Every couple of months I catch up on films in the "new to weekly" section of the local video shop. You know the deal, one or two overnighters with five weeklies for a pretty good price. Filling out the latest bunch was The Bourne Supremacy. Yes, it was made in 2004, but some of the "new weeklies" are even older.
Hey, I was riveted from start to finish. "Boy, was that fun," I said to the dog, as no one else in the house will have anything to do with this kind of shit. (Incidentally, the dog prefers the early films of Kieslowski, but will endure anything for a cuddle.)
I'll have to admit that I enjoyed the first one, The Bourne Identity, mainly for Matt Damon-Bourne's love interest, the exquisite Franka Potente. Franka's face comes from the age of Greek Goddesses. The nobility of her classic bone structure makes her a perfect fit for the prow of a ship. Yet, in Tom Tykwer's The Princess and the Warrior, her face, framed by hair the colour of pale yellow flowers freshly picked by a young woman who is about to fall unconscious from a heroin overdose, became soft and yielding, demure to the point of giving the impression that she could be led to a softly lit room and ravished quietly. Yet again, in Run, Lola, Run, her face, framed now by flaming, hennaed hair, the same intense colour no doubt sported by the legendary She Who Must Be Obeyed, became raw sexuality, knocking passers-by off their feet with a sweating, animal lust …
Er, heh-heh, but that's not what this article is about.
The Bourne Supremacy was a ripper waste of time, a jolly good way to passively experience killing people while killing time in my lounge room. Movie finished, out the door to mow the lawn, but not before adding several more kill notches to the butt of my fantasy weapon of revenge.
In the end, I could rent five weeklies a day for months on end, each with similar themes of the violent invincibility Americans so love. (Wait a minute. Thanks to American cultural hegemony, everyone in the world sees and loves these films.)
Bourne is invincible. He knows how to win every fight and get out of every scrape. He can avoid hundreds of police converging on his exact whereabouts simply by walking away at a brisk pace. With a SWAT battalion about to break his door down, he will deftly climb out the window and up a conveniently placed ladder to the rooftops, over which he will hop with the greatest of ease because there is nothing he cannot do. He has as many passports, as much money, and all the artillery he needs, which he keeps in a locker at a bus station in a town in a country that he can get to with more greatness of ease, no matter how far away he is. Everyone knows where he is most of the time, especially the film's nearly robotic assassin (which is why he needs to make all those miraculous escapes).
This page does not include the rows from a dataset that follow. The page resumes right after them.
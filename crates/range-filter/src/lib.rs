//! # range-filter
//!
//! Extract time ranges from free-text activity notes.
//!
//! Users write "meeting 10-12" or "worked on X last week" instead of filling
//! in separate start/stop fields. This crate finds the range, returns it as a
//! [`TimeRange`] anchored to a reference clock, and strips the matched text
//! so the rest of the note can serve as a description.
//!
//! ## Modules
//!
//! - [`filter`] — `RangeFilterParser`: explicit clock-time ranges first, then keywords
//! - [`note`] — Chain of parsers producing range + description for one note
//! - [`parser`] — The `Parser` contract and `ParseResult`
//! - [`description`] — Passthrough parser for the leftover text
//! - [`keyword`] — Relative-date phrases ("yesterday", "last 3 weeks")
//! - [`time_string`] — `H` / `H:MM` fragments projected onto the reference day
//! - [`calendar`] — Start/end of day, week, month, year and unit arithmetic
//! - [`clock`] — Reference clock (system, zoned, or fixed)
//! - [`range`] — `TimeRange` and `MatchRecord`
//! - [`error`] — Error types

pub mod calendar;
pub mod clock;
pub mod description;
pub mod error;
mod explicit;
pub mod filter;
pub mod keyword;
pub mod note;
pub mod parser;
pub mod range;
mod rule;
pub mod time_string;

pub use calendar::{Instant, Unit, WeekStartDay};
pub use clock::{parse_instant, Clock};
pub use description::DescriptionParser;
pub use error::RangeError;
pub use filter::{FilterOptions, RangeFilterParser};
pub use keyword::CurrentPeriod;
pub use note::NoteParser;
pub use parser::{ParseResult, Parser};
pub use range::{MatchRecord, TimeRange};
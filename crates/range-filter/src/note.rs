//! A chain of parsers applied to one note.
//!
//! Each parser sees the text left over by the one before it and adds its
//! fields to the shared [`ParseResult`]. The default chain splits a time
//! range off the note and keeps the rest as its description:
//!
//! ```
//! use range_filter::{parse_instant, Clock, NoteParser};
//!
//! let now = parse_instant("2015-08-31 22:25").unwrap();
//! let mut notes = NoteParser::with_clock(Clock::fixed(now)).unwrap();
//!
//! let result = notes.parse("meeting 10-12");
//! assert_eq!(result.description.as_deref(), Some("meeting"));
//! assert_eq!(result.range.unwrap().start, parse_instant("2015-08-31 10:00").ok());
//! ```

use log::debug;

use crate::clock::Clock;
use crate::description::DescriptionParser;
use crate::error::Result;
use crate::filter::{FilterOptions, RangeFilterParser};
use crate::parser::{ParseResult, Parser};

pub struct NoteParser {
    parsers: Vec<Box<dyn Parser>>,
}

impl std::fmt::Debug for NoteParser {
    fn fmt(&self, f: &mut std::fmt::Formatter<'_>) -> std::fmt::Result {
        let names: Vec<&str> = self.parsers.iter().map(|p| p.name()).collect();
        f.debug_struct("NoteParser").field("parsers", &names).finish()
    }
}

impl NoteParser {
    /// The default chain (range, then description) on the system clock.
    pub fn new() -> Result<Self> {
        Self::with_options(Clock::default(), FilterOptions::default())
    }

    pub fn with_clock(clock: Clock) -> Result<Self> {
        Self::with_options(clock, FilterOptions::default())
    }

    pub fn with_options(clock: Clock, options: FilterOptions) -> Result<Self> {
        Ok(Self::from_parsers(vec![
            Box::new(RangeFilterParser::with_options(clock, options)?),
            Box::new(DescriptionParser::new()),
        ]))
    }

    /// A custom chain, run in the given order.
    pub fn from_parsers(parsers: Vec<Box<dyn Parser>>) -> Self {
        Self { parsers }
    }

    /// Append a parser to the end of the chain.
    pub fn register(&mut self, parser: Box<dyn Parser>) {
        self.parsers.push(parser);
    }

    /// Names of the chained parsers, in order.
    pub fn names(&self) -> Vec<&str> {
        self.parsers.iter().map(|p| p.name()).collect()
    }

    /// Run every parser over `note` and return the combined result.
    pub fn parse(&mut self, note: &str) -> ParseResult {
        let mut result = ParseResult::default();
        let mut remaining = note.to_string();

        for parser in &mut self.parsers {
            parser.set_result(result);
            result = parser.run(&remaining).clone();
            remaining = parser.clean(&remaining);
            debug!("parser '{}' left '{}'", parser.name(), remaining);
        }

        result
    }
}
But somehow no one knows where this locker is.
Who taught him how to be invincible? The CIA. That's right, the same agency with the real-world reputation of having its collective head up its collective arse when it comes to simple, basic intelligence. The CIA, as we can plainly see from black-lined FoI records and movies like this, knows the best methods for killing anyone anywhere, but not much else.
With Hollywood conveyor-belting films like this, it's no wonder America is so fucked up. See, American males are being shown up there on the big screen how cool and easy it is to be invincible. A good percentage of them walk out of the theatre thinking they could do a Bourne. What makes these American blokes different to the rest of us is that they can stride across the street to a gun shop and buy a weapon (or weapons) to prove their newfound invincibility.
But what is turning the country schizoid is that while Bourne is a good guy who breaks the bad guys' rules, it's no longer easy to differentiate between the two.
The CIA were the good guys once upon a time, but now we know them to be professional assassins who bring down governments unsuited to American imperialism.
The President used to be a very good guy. But starting with Nixon, the presidency has gradually lost its status as the goal of every red-blooded American. With Bush2, we clearly see that the President of the United States is the modern equivalent of the cattle baron in old Westerns who is a model citizen by day, but by night, is the head of a ruthless cattle-rustling syndicate.
So, who is the bloke who has just seen The Bourne Supremacy, or one of its endless clones, going to emulate? The bad guys or the good guys? If he doesn't know which is which, who then is he going to eliminate with his brand new weapon (or weapons) to prove his invincibility?
These days, the US is such a miasma of confused morality and selfish agendas that people no longer trust their elected leaders. Except, of course, for fundamentalist Christians. They still believe in George W. Bush, their surrogate saviour. And well they should, for he and they both share a yearning for Armageddon.
In the end, if our morally clueless Bourne-watcher wants to prove his invincibility, he -- and of course it is always a he -- can make it real simple. In the tradition of those who have gone before him, he has only to lock and load and blow away the nearest group of vulnerable folk.